7 Quick Takes (12/20/13)

7 Quick Takes (12/20/13) December 20, 2013

— 1 —

Let’s start the Quick Takes with a link about beginnings.  Keen envisions a better way to start players off in an MMO instead of dumping them all in the same newbie tutorial land.

Players start hours apart, and in areas of the world so different from each other that the social mechanisms are different.  I remember seeing people say, “We do things differently in this part of the world.”  Someone hunting in Crushbone might be used to players behaving differently than those in Blackburrow.  Even the experiences are totally unique; Players on one side of the world might have a dungeon crawl deep into the depths of a vast cavern network, and players on the other side fight camps of orcs in a forest.  The unique experience matters because people can swap stories.

(h/t Snarkmarket)

— 2 —

And speaking of transpositions and strange meetings, I adored this Shakespeare comic that points out “You know what they say! One man’s tragic flaw is another man’s pretty reasonable personality asset under the circumstances, I guess.
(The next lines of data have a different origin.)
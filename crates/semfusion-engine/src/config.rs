// Copyright 2025 Neuraville Inc.
// SPDX-License-Identifier: Apache-2.0

//! Engine-side configuration
//!
//! These are plain structs filled by the application layer (the umbrella crate
//! maps the TOML configuration onto them), so the engine never depends on the
//! configuration loader.

use crate::error::{FusionError, Result};
use crate::projection::DEFAULT_DOWNSAMPLE_FACTOR;
use crate::smoothing::SmoothingParams;

/// Probability table and export configuration
#[derive(Debug, Clone, PartialEq)]
pub struct FusionConfig {
    pub num_classes: usize,
    /// Table capacity in rows; fixed for the engine's lifetime
    pub max_components: usize,
    /// Minimum best-class probability for a confident class
    pub colour_threshold: f32,
    /// Identity-to-label-image downsample factor for argmax export
    pub downsample_factor: usize,
    pub smoothing: SmoothingParams,
}

impl Default for FusionConfig {
    fn default() -> Self {
        Self {
            num_classes: 14,
            max_components: 3_000_000,
            colour_threshold: 0.0,
            downsample_factor: DEFAULT_DOWNSAMPLE_FACTOR,
            smoothing: SmoothingParams::default(),
        }
    }
}

impl FusionConfig {
    /// Reject configurations the kernels cannot run with
    pub fn validate(&self) -> Result<()> {
        if self.num_classes == 0 {
            return Err(FusionError::InvalidConfig(
                "num_classes must be at least 1".to_string(),
            ));
        }
        if self.max_components < 2 {
            return Err(FusionError::InvalidConfig(
                "max_components must leave room for the reserved row 0".to_string(),
            ));
        }
        if !(0.0..=1.0).contains(&self.colour_threshold) {
            return Err(FusionError::InvalidConfig(format!(
                "colour_threshold {} outside [0, 1]",
                self.colour_threshold
            )));
        }
        if self.downsample_factor == 0 {
            return Err(FusionError::InvalidConfig(
                "downsample_factor must be at least 1".to_string(),
            ));
        }
        let smoothing = &self.smoothing;
        for (name, stddev) in [
            ("spatial_stddev", smoothing.spatial_stddev),
            ("bilateral_position_stddev", smoothing.bilateral_position_stddev),
            ("bilateral_colour_stddev", smoothing.bilateral_colour_stddev),
        ] {
            if !(stddev > 0.0 && stddev.is_finite()) {
                return Err(FusionError::InvalidConfig(format!(
                    "{} must be positive and finite, got {}",
                    name, stddev
                )));
            }
        }
        if !(smoothing.relaxation > 0.0 && smoothing.relaxation <= 1.0) {
            return Err(FusionError::InvalidConfig(format!(
                "relaxation {} outside (0, 1]",
                smoothing.relaxation
            )));
        }
        Ok(())
    }
}

/// Frame schedule for [`FusionPipeline`](crate::pipeline::FusionPipeline)
#[derive(Debug, Clone, PartialEq)]
pub struct PipelineConfig {
    /// Run the classifier every N frames (0 = every frame)
    pub cnn_skip_frames: u64,
    pub smoothing_enabled: bool,
    /// Smooth on frames divisible by this value
    pub smoothing_skip_frames: u64,
    /// Frames slower than this are logged as warnings
    pub frame_budget_ms: f64,
}

impl Default for PipelineConfig {
    fn default() -> Self {
        Self {
            cnn_skip_frames: 0,
            smoothing_enabled: false,
            smoothing_skip_frames: 500,
            frame_budget_ms: 33.0,
        }
    }
}
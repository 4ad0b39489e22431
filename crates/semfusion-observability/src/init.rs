// Copyright 2025 Neuraville Inc.
// SPDX-License-Identifier: Apache-2.0

//! Logging initialization
//!
//! Console logging is always available. With the `file-logging` feature, each run also
//! gets a timestamped folder of JSON log files with retention cleanup.

use anyhow::{Context, Result};
use chrono::{DateTime, NaiveDateTime, Utc};
use std::path::{Path, PathBuf};
use tracing_subscriber::layer::SubscriberExt;
use tracing_subscriber::util::SubscriberInitExt;
use tracing_subscriber::{EnvFilter, Layer, Registry};

use crate::cli::CrateDebugFlags;
use crate::config::{LogFormat, LoggingConfig};

const RUN_FOLDER_FORMAT: &str = "%Y%m%d_%H%M%S";

/// Debug flags win over the configured level; `RUST_LOG`-style strings are accepted as the level.
fn build_filter(debug_flags: &CrateDebugFlags, config: &LoggingConfig) -> EnvFilter {
    if debug_flags.any_enabled() {
        EnvFilter::new(debug_flags.to_filter_string())
    } else {
        EnvFilter::new(&config.level)
    }
}

fn console_layer<S>(config: &LoggingConfig, filter: EnvFilter) -> Box<dyn Layer<S> + Send + Sync>
where
    S: tracing::Subscriber + for<'a> tracing_subscriber::registry::LookupSpan<'a>,
{
    match config.format {
        LogFormat::Text => tracing_subscriber::fmt::layer()
            .with_target(false)
            .with_file(false)
            .with_line_number(false)
            .with_filter(filter)
            .boxed(),
        LogFormat::Json => tracing_subscriber::fmt::layer()
            .json()
            .with_target(true)
            .with_filter(filter)
            .boxed(),
    }
}

/// Initialize console-only logging
///
/// # Errors
/// Fails if a global subscriber is already installed.
pub fn init_console_logging(debug_flags: &CrateDebugFlags, config: &LoggingConfig) -> Result<()> {
    let filter = build_filter(debug_flags, config);
    Registry::default()
        .with(console_layer(config, filter))
        .try_init()
        .context("Failed to install tracing subscriber")?;
    Ok(())
}

/// Logging initialization result
#[cfg(feature = "file-logging")]
pub struct LoggingGuard {
    _file_guards: Vec<tracing_appender::non_blocking::WorkerGuard>,
    log_dir: PathBuf,
}

#[cfg(feature = "file-logging")]
impl LoggingGuard {
    /// Get the run folder for this process
    pub fn log_dir(&self) -> &Path {
        &self.log_dir
    }
}

/// Initialize logging with file output and console output
///
/// Creates a timestamped folder structure:
/// ```text
/// ./logs/
///   └── run_20250101_120000/
///       ├── semfusion_engine.log
///       ├── semfusion_config.log
///       └── semfusion.log (combined)
/// ```
///
/// The returned guard must be kept alive; dropping it flushes and closes the files.
#[cfg(feature = "file-logging")]
pub fn init_logging(debug_flags: &CrateDebugFlags, config: &LoggingConfig) -> Result<LoggingGuard> {
    use tracing_appender::rolling;

    let timestamp = Utc::now().format(RUN_FOLDER_FORMAT);
    let run_folder = config.log_dir.join(format!("run_{}", timestamp));
    std::fs::create_dir_all(&run_folder)
        .with_context(|| format!("Failed to create log directory: {}", run_folder.display()))?;

    cleanup_old_logs(&config.log_dir, config.retention_days, config.retention_runs)?;

    let env_filter = build_filter(debug_flags, config);

    let mut layers = Vec::new();
    let mut file_guards = Vec::new();

    layers.push(console_layer(config, env_filter.clone()));

    // One file per crate
    for crate_name in crate::KNOWN_CRATES {
        let file_appender = rolling::daily(&run_folder, format!("{}.log", crate_name));
        let (non_blocking, guard) = tracing_appender::non_blocking(file_appender);
        file_guards.push(guard);

        let file_layer = tracing_subscriber::fmt::layer()
            .with_writer(non_blocking)
            .with_target(true)
            .with_file(true)
            .with_line_number(true)
            .json()
            .with_filter(EnvFilter::new(format!("{}=debug,off", crate_name)))
            .boxed();
        layers.push(file_layer);
    }

    // Combined log file (all crates)
    let combined_appender = rolling::daily(&run_folder, "semfusion.log");
    let (combined_non_blocking, combined_guard) = tracing_appender::non_blocking(combined_appender);
    file_guards.push(combined_guard);

    let combined_layer = tracing_subscriber::fmt::layer()
        .with_writer(combined_non_blocking)
        .with_target(true)
        .with_file(true)
        .with_line_number(true)
        .json()
        .with_filter(env_filter)
        .boxed();
    layers.push(combined_layer);

    Registry::default()
        .with(layers)
        .try_init()
        .context("Failed to install tracing subscriber")?;

    Ok(LoggingGuard {
        _file_guards: file_guards,
        log_dir: run_folder,
    })
}

fn parse_run_timestamp(dir_name: &str) -> Option<DateTime<Utc>> {
    let timestamp = dir_name.strip_prefix("run_")?;
    NaiveDateTime::parse_from_str(timestamp, RUN_FOLDER_FORMAT)
        .ok()
        .map(|naive| naive.and_utc())
}

/// Clean up old run folders
///
/// Removes folders older than `retention_days`, then trims to the newest `retention_runs`.
/// Returns the number of folders removed.
pub fn cleanup_old_logs(
    base_log_dir: &Path,
    retention_days: u64,
    retention_runs: usize,
) -> Result<usize> {
    if !base_log_dir.exists() {
        return Ok(0);
    }

    let cutoff_date = Utc::now() - chrono::Duration::days(retention_days as i64);

    let mut runs: Vec<(PathBuf, DateTime<Utc>)> = Vec::new();
    for entry in std::fs::read_dir(base_log_dir)? {
        let path = entry?.path();
        if !path.is_dir() {
            continue;
        }
        let parsed = path
            .file_name()
            .and_then(|n| n.to_str())
            .and_then(parse_run_timestamp);
        if let Some(dt) = parsed {
            runs.push((path, dt));
        }
    }

    // Oldest first
    runs.sort_by_key(|(_, dt)| *dt);

    let expired = runs.iter().filter(|(_, dt)| *dt < cutoff_date).count();
    let surviving = runs.len() - expired;
    let over_limit = surviving.saturating_sub(retention_runs);

    let mut removed = 0;
    for (path, _) in runs.iter().take(expired + over_limit) {
        match std::fs::remove_dir_all(path) {
            Ok(()) => removed += 1,
            Err(e) => eprintln!(
                "Warning: Failed to remove old log directory {}: {}",
                path.display(),
                e
            ),
        }
    }

    Ok(removed)
}
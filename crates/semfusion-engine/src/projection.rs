// Copyright 2025 Neuraville Inc.
// SPDX-License-Identifier: Apache-2.0

//! # Projection and Export
//!
//! Read-only views of the table through an identity raster:
//! - full per-pixel distributions (`[classes][h][w]`) for rendering
//! - downsampled argmax label images for evaluation

use std::path::Path;

use image::{ImageFormat, Rgb, RgbImage};
use ndarray::parallel::prelude::*;
use ndarray::{Array2, Array3, Axis, Zip};
use tracing::debug;

use crate::colour_scheme::ClassColourScheme;
use crate::error::Result;
use crate::raster::{ClassProbabilityRaster, IdentityRaster};
use crate::table::ProbabilityTable;
use crate::types::{ElementId, NO_CLASS};

/// Downsample factor between identity raster and saved label images
pub const DEFAULT_DOWNSAMPLE_FACTOR: usize = 2;

/// Gather each pixel's element distribution; unmapped pixels are all-zero
pub fn project_probabilities(
    table: &ProbabilityTable,
    identity: &IdentityRaster,
) -> ClassProbabilityRaster {
    let width = table.current_size();
    let probabilities = table.probabilities();
    let ids = identity.view();

    let mut projected =
        Array3::<f32>::zeros((table.num_classes(), identity.height(), identity.width()));
    projected
        .axis_iter_mut(Axis(0))
        .into_par_iter()
        .enumerate()
        .for_each(|(class, mut plane)| {
            let class_row = probabilities.row(class);
            Zip::from(&mut plane).and(&ids).for_each(|value, &id| {
                if ElementId(id).is_valid_for(width) {
                    *value = class_row[id as usize];
                }
            });
        });

    ClassProbabilityRaster::from_array(projected)
}

/// Downsampled argmax labels
///
/// Each output pixel covers a `factor x factor` identity patch and takes the
/// class of the live element with the highest cached probability. Pixels with
/// no live element, or whose best element has no confident class, are 0.
///
/// # Panics
/// If `factor` is zero.
pub fn argmax_labels(
    table: &ProbabilityTable,
    identity: &IdentityRaster,
    factor: usize,
) -> Array2<u8> {
    assert!(factor > 0, "downsample factor must be positive");

    let width = table.current_size();
    let summary = table.summary();
    let ids = identity.view();
    let out_height = identity.height() / factor;
    let out_width = identity.width() / factor;

    let mut labels = Array2::<u8>::zeros((out_height, out_width));
    Zip::indexed(&mut labels).par_for_each(|(row, col), label| {
        let mut best_probability = 0.0f32;
        let mut best_class = NO_CLASS;
        for dy in 0..factor {
            for dx in 0..factor {
                let id = ElementId(ids[[row * factor + dy, col * factor + dx]]);
                if id.is_valid_for(width) {
                    let entry = summary[id.index()];
                    if entry.probability > best_probability {
                        best_probability = entry.probability;
                        best_class = entry.class;
                    }
                }
            }
        }
        *label = if best_class == NO_CLASS {
            0
        } else {
            best_class.clamp(0, u8::MAX as i32) as u8
        };
    });

    labels
}

/// Write labels as an 8-bit RGB PNG with the class in all three channels
pub fn save_label_image(path: &Path, labels: &Array2<u8>) -> Result<()> {
    let (height, width) = labels.dim();
    let image = RgbImage::from_fn(width as u32, height as u32, |x, y| {
        let class = labels[[y as usize, x as usize]];
        Rgb([class, class, class])
    });
    image.save_with_format(path, ImageFormat::Png)?;
    debug!("[EXPORT] wrote {}x{} label image to {}", width, height, path.display());
    Ok(())
}

/// Write labels as an RGB PNG coloured through a class colour scheme
pub fn save_colour_label_image(
    path: &Path,
    labels: &Array2<u8>,
    scheme: &ClassColourScheme,
) -> Result<()> {
    let (height, width) = labels.dim();
    let image = RgbImage::from_fn(width as u32, height as u32, |x, y| {
        Rgb(scheme.colour(labels[[y as usize, x as usize]] as i32))
    });
    image.save_with_format(path, ImageFormat::Png)?;
    debug!(
        "[EXPORT] wrote {}x{} colour label image to {}",
        width,
        height,
        path.display()
    );
    Ok(())
}
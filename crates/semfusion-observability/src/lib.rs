// Copyright 2025 Neuraville Inc.
// SPDX-License-Identifier: Apache-2.0

//! # semfusion-observability
//!
//! Logging setup shared by every semfusion crate, with per-crate debug flag support.
//!
//! ## Features
//! - `file-logging`: JSON log files with daily rotation and run-folder retention (desktop only)

/// Crate version from Cargo.toml
pub const VERSION: &str = env!("CARGO_PKG_VERSION");

pub mod cli;
pub mod config;
pub mod init;

pub use cli::*;
pub use config::*;
pub use init::*;

/// Known semfusion crate names for debug flags
pub const KNOWN_CRATES: &[&str] = &[
    "semfusion",
    "semfusion_engine",
    "semfusion_config",
    "semfusion_observability",
];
Do…do they say that?”

There are more at the link, and I found these via Michael Blume.

— 3 —

If you are going adventuring yourself, you might be very tempted to visit the abandoned ruins of the Virginia Renaissance Faire, especially after seeing DCist’s slideshow, so allow me to pre-break your heart.  Perhaps because of the new publicity, it is being vigilantly policed, and you will get caught tresspassing.  I know this by rumor alone, and not because any of my friends were so caught and warned.  Especially not to go play an original horror RPG on site.  On Halloween.

— 4 —

Also beautiful and perilous, this ice-swathed lighthouse on the shores of Lake Michigan:

Believe you me, you want to see the rest of the pictures.

— 5 —

If your party of adventurers prefers less physically challenging settings for your derring-do, you might be interested in Cicada 3301, a mysterious online puzzle.  The Telegraph has a nice feature, which begins as follows:

One evening in January last year, Joel Eriksson, a 34-year-old computer analyst from Uppsala in Sweden, was trawling the web, looking for distraction, when he came across a message on an internet forum. The message was in stark white type, against a black background.

“Hello,” it said. “We are looking for highly intelligent individuals. To find them, we have devised a test. There is a message hidden in this image. Find it, and it will lead you on the road to finding us. We look forward to meeting the few that will make it all the way through. Good luck.”

The message was signed: “3301”.

A self-confessed IT security “freak” and a skilled cryptographer, Eriksson’s interest was immediately piqued. This was – he knew – an example of digital steganography: the concealment of secret information within a digital file. Most often seen in conjunction with image files, a recipient who can work out the code – for example, to alter the colour of every 100th pixel – can retrieve an entirely different image from the randomised background “noise”…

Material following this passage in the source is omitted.